Starting at the top of the data and ending with the line that holds "of catch-up runs.", transcribe each line exactly; include both ends.

- **Provided data**
┌────────

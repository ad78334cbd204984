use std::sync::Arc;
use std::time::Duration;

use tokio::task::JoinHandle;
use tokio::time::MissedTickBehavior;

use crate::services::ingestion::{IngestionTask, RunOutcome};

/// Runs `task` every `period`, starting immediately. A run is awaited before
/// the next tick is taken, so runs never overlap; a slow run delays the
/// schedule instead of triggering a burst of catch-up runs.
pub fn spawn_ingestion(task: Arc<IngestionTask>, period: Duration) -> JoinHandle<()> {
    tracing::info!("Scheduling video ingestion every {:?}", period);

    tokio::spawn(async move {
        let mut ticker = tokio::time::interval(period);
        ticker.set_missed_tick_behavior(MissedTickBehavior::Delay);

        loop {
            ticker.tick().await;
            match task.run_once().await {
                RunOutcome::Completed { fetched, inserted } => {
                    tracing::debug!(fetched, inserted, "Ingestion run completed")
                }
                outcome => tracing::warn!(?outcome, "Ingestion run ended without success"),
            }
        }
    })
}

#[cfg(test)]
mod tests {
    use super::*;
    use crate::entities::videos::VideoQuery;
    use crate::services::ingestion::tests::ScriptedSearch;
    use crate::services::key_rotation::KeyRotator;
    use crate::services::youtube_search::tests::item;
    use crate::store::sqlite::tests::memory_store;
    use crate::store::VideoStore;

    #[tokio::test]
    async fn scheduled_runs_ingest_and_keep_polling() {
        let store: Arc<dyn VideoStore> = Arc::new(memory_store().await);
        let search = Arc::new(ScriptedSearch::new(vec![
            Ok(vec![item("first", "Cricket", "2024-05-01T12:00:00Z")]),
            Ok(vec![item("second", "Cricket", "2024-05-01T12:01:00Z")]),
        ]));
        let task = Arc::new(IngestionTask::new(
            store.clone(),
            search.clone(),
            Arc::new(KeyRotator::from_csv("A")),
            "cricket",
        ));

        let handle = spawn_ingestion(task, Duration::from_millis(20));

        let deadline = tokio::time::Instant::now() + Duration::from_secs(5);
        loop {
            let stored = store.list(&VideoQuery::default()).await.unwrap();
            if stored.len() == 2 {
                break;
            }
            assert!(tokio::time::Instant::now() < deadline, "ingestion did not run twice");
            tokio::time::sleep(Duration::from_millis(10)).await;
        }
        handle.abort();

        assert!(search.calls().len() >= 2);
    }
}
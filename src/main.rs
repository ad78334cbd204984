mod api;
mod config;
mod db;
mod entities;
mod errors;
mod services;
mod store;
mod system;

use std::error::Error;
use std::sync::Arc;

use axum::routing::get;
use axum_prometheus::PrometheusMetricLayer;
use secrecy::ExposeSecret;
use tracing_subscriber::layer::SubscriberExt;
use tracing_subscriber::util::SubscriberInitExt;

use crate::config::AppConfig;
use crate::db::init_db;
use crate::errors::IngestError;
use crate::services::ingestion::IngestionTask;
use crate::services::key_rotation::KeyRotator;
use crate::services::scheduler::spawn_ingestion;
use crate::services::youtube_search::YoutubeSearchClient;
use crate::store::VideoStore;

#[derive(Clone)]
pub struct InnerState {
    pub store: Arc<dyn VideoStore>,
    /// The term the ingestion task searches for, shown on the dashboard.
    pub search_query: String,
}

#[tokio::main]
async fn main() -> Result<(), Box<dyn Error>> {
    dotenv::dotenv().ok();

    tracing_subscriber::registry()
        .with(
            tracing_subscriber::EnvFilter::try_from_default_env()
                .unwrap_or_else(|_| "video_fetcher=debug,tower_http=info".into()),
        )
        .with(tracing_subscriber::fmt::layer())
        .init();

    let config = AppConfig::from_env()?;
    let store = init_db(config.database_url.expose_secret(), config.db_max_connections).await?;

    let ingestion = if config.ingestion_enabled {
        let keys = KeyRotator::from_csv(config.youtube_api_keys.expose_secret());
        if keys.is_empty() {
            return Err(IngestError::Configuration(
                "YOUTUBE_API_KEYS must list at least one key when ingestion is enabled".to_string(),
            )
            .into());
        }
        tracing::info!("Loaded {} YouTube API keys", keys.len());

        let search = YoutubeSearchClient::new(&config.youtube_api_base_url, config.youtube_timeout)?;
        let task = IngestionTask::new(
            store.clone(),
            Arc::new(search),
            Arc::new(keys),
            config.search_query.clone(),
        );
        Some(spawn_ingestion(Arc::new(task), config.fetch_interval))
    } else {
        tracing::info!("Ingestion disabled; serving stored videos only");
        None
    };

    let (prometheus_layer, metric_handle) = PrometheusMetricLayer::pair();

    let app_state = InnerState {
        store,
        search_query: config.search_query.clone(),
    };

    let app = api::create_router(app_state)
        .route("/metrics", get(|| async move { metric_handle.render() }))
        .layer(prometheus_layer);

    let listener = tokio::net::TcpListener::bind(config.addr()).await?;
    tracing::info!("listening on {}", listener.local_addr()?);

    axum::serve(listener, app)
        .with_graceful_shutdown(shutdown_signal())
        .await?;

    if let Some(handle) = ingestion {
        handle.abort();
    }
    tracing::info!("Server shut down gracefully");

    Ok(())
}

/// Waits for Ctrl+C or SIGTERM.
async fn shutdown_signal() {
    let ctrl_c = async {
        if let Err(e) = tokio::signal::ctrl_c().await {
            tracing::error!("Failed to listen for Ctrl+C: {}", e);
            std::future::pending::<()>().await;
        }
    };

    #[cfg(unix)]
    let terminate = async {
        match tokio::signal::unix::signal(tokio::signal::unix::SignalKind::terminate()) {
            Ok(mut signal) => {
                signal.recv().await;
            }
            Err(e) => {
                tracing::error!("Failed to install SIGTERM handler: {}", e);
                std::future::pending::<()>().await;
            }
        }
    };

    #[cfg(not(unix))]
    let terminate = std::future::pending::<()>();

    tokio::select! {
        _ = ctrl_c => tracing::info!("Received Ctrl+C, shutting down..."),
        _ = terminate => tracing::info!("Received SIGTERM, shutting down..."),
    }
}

└────────

- **Worked solution**
repository ad78334cbd204984
use std::sync::Arc;
use std::time::Duration;

use tokio::task::JoinHandle;
use tokio::time::MissedTickBehavior;

use crate::services::ingestion::{IngestionTask, RunOutcome};

/// Runs `task` every `period`, starting immediately. A run is awaited before
/// the next tick is taken, so runs never overlap; a slow run delays the
/// schedule instead of triggering a burst of catch-up runs.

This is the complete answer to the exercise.